BEGIN Record set
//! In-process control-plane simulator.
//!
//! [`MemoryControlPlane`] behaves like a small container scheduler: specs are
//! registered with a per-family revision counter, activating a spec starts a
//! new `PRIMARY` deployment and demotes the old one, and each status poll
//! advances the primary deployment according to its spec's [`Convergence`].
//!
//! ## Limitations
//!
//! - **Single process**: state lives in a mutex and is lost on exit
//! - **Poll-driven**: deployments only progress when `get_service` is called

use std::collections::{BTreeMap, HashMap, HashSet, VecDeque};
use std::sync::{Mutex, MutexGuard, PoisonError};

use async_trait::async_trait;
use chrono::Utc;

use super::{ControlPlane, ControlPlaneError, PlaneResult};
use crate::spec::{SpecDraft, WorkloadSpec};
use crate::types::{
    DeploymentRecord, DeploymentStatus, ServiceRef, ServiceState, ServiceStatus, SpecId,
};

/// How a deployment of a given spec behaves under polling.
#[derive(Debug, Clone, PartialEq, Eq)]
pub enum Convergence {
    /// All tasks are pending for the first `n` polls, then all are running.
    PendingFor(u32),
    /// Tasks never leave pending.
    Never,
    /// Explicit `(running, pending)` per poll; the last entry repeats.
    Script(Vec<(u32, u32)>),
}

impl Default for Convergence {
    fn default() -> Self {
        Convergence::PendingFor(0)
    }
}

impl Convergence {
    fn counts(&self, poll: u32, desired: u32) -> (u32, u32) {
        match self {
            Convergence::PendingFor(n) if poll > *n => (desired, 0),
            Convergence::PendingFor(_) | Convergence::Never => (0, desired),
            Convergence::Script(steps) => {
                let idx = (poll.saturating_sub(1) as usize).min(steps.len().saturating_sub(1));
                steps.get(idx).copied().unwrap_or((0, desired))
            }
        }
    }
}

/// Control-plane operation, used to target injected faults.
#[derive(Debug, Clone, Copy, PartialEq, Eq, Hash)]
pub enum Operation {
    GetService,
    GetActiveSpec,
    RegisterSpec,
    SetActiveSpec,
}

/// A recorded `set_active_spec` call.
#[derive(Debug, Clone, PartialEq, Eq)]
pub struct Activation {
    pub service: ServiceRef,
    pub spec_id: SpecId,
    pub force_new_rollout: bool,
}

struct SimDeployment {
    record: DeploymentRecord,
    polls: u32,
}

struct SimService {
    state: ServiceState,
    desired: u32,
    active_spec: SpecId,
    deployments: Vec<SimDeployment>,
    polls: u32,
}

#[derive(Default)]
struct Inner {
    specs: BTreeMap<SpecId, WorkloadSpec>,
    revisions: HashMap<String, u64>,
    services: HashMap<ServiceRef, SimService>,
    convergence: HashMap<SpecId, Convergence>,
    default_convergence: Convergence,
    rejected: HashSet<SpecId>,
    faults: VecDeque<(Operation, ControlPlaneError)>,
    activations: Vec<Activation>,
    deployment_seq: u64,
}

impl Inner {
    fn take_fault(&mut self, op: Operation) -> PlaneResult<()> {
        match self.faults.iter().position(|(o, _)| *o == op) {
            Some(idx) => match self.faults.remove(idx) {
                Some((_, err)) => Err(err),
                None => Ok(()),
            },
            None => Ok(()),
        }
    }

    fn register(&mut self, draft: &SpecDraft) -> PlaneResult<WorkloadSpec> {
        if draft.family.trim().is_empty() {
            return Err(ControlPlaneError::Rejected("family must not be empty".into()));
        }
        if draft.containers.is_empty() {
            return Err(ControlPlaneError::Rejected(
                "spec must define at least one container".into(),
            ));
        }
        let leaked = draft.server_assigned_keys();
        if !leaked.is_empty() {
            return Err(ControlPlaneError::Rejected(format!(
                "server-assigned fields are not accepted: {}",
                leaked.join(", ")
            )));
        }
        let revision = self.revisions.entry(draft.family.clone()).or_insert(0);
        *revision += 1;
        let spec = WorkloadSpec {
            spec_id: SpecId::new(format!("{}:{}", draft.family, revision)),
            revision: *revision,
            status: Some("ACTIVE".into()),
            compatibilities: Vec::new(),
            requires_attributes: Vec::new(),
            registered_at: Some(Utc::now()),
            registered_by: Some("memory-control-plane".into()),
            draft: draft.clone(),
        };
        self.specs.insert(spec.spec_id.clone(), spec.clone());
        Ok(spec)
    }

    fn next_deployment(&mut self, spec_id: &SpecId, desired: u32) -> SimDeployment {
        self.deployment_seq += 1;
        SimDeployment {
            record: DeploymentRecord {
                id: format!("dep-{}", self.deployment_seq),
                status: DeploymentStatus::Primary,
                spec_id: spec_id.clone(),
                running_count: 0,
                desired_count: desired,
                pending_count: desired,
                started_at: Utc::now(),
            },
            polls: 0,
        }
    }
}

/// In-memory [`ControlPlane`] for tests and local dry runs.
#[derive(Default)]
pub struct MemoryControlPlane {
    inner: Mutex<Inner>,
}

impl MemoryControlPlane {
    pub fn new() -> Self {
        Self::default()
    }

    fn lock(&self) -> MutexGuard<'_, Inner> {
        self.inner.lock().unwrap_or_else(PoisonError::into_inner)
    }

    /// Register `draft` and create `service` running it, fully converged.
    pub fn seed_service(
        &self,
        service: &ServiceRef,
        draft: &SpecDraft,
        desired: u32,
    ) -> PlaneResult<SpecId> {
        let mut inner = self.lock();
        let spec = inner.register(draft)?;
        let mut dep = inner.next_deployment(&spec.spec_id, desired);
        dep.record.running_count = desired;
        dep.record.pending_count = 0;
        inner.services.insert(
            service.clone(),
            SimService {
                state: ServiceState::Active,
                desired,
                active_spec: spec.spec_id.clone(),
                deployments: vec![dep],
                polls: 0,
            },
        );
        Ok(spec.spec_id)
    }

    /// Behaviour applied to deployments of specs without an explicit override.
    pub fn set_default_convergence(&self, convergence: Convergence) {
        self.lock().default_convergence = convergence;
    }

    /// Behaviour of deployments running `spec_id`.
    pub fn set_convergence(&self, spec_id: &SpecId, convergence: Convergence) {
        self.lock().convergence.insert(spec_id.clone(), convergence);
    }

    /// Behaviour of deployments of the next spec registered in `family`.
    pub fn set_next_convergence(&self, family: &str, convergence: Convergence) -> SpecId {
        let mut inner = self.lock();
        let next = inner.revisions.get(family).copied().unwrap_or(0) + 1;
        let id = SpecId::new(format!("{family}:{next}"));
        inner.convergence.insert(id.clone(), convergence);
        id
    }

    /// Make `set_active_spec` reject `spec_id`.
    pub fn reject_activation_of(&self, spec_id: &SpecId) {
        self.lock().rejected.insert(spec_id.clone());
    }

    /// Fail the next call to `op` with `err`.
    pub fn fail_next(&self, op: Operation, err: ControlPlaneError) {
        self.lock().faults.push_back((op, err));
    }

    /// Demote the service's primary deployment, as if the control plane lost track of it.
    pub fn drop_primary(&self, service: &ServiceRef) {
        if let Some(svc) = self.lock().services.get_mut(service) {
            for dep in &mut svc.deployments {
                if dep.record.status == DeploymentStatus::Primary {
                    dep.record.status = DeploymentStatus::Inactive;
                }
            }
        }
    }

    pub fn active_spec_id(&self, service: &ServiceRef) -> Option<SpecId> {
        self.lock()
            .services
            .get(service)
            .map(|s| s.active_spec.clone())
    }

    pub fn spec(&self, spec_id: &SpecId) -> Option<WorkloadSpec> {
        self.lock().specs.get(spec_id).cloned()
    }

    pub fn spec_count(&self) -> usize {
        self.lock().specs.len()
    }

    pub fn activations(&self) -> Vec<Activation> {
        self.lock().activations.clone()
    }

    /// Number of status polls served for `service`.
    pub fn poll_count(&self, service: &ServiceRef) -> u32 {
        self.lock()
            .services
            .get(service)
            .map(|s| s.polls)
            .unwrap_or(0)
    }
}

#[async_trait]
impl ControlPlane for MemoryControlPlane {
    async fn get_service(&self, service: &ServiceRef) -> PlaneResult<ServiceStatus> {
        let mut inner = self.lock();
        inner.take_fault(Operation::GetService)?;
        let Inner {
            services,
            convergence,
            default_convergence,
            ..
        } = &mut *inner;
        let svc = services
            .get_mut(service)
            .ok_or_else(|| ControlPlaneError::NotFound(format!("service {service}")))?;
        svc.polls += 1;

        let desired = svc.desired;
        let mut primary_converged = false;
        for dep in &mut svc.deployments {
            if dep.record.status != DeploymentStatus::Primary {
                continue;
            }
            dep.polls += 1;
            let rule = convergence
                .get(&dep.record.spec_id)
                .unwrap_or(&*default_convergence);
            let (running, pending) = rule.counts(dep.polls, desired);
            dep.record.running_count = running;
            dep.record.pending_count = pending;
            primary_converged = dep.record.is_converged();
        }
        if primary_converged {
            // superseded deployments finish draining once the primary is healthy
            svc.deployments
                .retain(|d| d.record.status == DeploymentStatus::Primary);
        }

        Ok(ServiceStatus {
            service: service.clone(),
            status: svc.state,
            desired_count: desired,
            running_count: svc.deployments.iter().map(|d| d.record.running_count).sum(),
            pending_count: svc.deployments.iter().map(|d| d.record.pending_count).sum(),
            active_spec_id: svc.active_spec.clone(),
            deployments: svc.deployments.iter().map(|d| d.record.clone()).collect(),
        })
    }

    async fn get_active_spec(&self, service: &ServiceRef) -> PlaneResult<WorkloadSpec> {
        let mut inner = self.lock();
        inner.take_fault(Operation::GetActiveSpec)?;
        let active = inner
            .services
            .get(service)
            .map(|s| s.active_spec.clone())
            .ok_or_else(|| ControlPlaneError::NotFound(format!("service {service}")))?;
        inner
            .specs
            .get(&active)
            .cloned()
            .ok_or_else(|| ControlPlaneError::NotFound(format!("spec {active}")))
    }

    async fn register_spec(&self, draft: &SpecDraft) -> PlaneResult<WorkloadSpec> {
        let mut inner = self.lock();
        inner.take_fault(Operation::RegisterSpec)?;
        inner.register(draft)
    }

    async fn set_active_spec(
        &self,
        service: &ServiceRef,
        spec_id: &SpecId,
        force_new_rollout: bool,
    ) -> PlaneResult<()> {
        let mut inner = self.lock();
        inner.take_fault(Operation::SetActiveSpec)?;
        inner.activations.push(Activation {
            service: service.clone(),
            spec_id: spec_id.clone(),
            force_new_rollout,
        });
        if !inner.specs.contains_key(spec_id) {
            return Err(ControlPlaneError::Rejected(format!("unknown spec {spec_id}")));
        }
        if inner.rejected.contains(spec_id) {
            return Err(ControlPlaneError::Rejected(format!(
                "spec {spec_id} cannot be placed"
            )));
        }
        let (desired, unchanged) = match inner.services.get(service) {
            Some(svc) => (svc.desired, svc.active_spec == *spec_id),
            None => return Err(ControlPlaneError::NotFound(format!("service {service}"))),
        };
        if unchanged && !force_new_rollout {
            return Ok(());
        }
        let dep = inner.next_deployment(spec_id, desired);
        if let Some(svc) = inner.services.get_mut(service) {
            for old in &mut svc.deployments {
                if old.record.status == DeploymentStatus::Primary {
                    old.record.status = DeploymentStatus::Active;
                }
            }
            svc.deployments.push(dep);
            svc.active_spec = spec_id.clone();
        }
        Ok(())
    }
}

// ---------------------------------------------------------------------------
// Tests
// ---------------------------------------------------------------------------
END Record set
BEGIN Record set
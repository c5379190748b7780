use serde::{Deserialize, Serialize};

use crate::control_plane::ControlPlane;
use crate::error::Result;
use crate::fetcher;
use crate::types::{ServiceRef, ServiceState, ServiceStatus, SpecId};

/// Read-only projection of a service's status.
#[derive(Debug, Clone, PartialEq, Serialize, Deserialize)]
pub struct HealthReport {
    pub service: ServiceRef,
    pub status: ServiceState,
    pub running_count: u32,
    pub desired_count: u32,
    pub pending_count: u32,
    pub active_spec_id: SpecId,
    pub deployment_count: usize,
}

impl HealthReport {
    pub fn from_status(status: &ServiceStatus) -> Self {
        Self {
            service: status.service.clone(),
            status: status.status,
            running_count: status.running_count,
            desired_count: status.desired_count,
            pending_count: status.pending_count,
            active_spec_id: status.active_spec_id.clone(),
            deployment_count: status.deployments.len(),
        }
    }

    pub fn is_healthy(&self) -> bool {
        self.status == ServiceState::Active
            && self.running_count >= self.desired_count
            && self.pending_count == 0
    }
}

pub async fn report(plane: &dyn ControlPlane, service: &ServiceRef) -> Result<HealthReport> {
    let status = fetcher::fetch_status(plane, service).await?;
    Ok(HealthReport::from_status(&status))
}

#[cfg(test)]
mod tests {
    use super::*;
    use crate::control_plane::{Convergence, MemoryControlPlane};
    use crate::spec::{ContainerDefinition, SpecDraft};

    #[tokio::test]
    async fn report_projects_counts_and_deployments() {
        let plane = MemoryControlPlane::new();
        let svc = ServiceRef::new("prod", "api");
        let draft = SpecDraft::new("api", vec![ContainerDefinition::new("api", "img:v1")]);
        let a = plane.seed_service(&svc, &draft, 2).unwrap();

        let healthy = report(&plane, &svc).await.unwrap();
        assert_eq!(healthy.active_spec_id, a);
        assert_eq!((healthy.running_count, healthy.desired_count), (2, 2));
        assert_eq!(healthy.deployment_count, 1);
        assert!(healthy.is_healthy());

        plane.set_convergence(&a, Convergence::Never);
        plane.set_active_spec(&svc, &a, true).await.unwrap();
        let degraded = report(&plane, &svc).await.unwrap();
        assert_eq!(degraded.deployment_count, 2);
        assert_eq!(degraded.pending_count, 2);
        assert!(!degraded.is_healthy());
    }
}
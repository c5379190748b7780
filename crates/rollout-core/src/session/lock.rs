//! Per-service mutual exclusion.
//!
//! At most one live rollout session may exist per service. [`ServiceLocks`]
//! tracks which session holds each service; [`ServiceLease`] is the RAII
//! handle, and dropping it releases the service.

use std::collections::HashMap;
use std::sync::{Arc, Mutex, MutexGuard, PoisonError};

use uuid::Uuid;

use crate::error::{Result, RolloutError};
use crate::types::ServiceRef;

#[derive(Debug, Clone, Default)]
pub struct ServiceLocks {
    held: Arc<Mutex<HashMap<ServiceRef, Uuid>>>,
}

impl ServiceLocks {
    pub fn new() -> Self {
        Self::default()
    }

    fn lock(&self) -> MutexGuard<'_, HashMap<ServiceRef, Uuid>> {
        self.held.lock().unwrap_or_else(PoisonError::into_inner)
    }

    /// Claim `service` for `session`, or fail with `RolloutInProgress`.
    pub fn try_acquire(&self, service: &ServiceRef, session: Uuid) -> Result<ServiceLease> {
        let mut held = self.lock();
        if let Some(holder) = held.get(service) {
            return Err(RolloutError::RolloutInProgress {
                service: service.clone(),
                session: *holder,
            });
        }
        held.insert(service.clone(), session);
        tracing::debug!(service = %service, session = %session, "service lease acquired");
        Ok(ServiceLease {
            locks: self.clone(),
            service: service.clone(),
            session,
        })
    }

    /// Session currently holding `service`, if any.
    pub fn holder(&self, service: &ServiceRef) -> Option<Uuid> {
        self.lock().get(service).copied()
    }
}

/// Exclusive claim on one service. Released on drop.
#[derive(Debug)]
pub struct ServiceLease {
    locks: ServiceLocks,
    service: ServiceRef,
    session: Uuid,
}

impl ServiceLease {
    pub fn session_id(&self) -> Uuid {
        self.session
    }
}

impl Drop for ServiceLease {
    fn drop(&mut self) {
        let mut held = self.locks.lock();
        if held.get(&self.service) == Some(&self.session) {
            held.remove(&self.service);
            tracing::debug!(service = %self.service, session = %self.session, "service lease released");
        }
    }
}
END Record set
Within the listing above, count the lines that contain the string "match". Give only the number.

- **Written response**:
4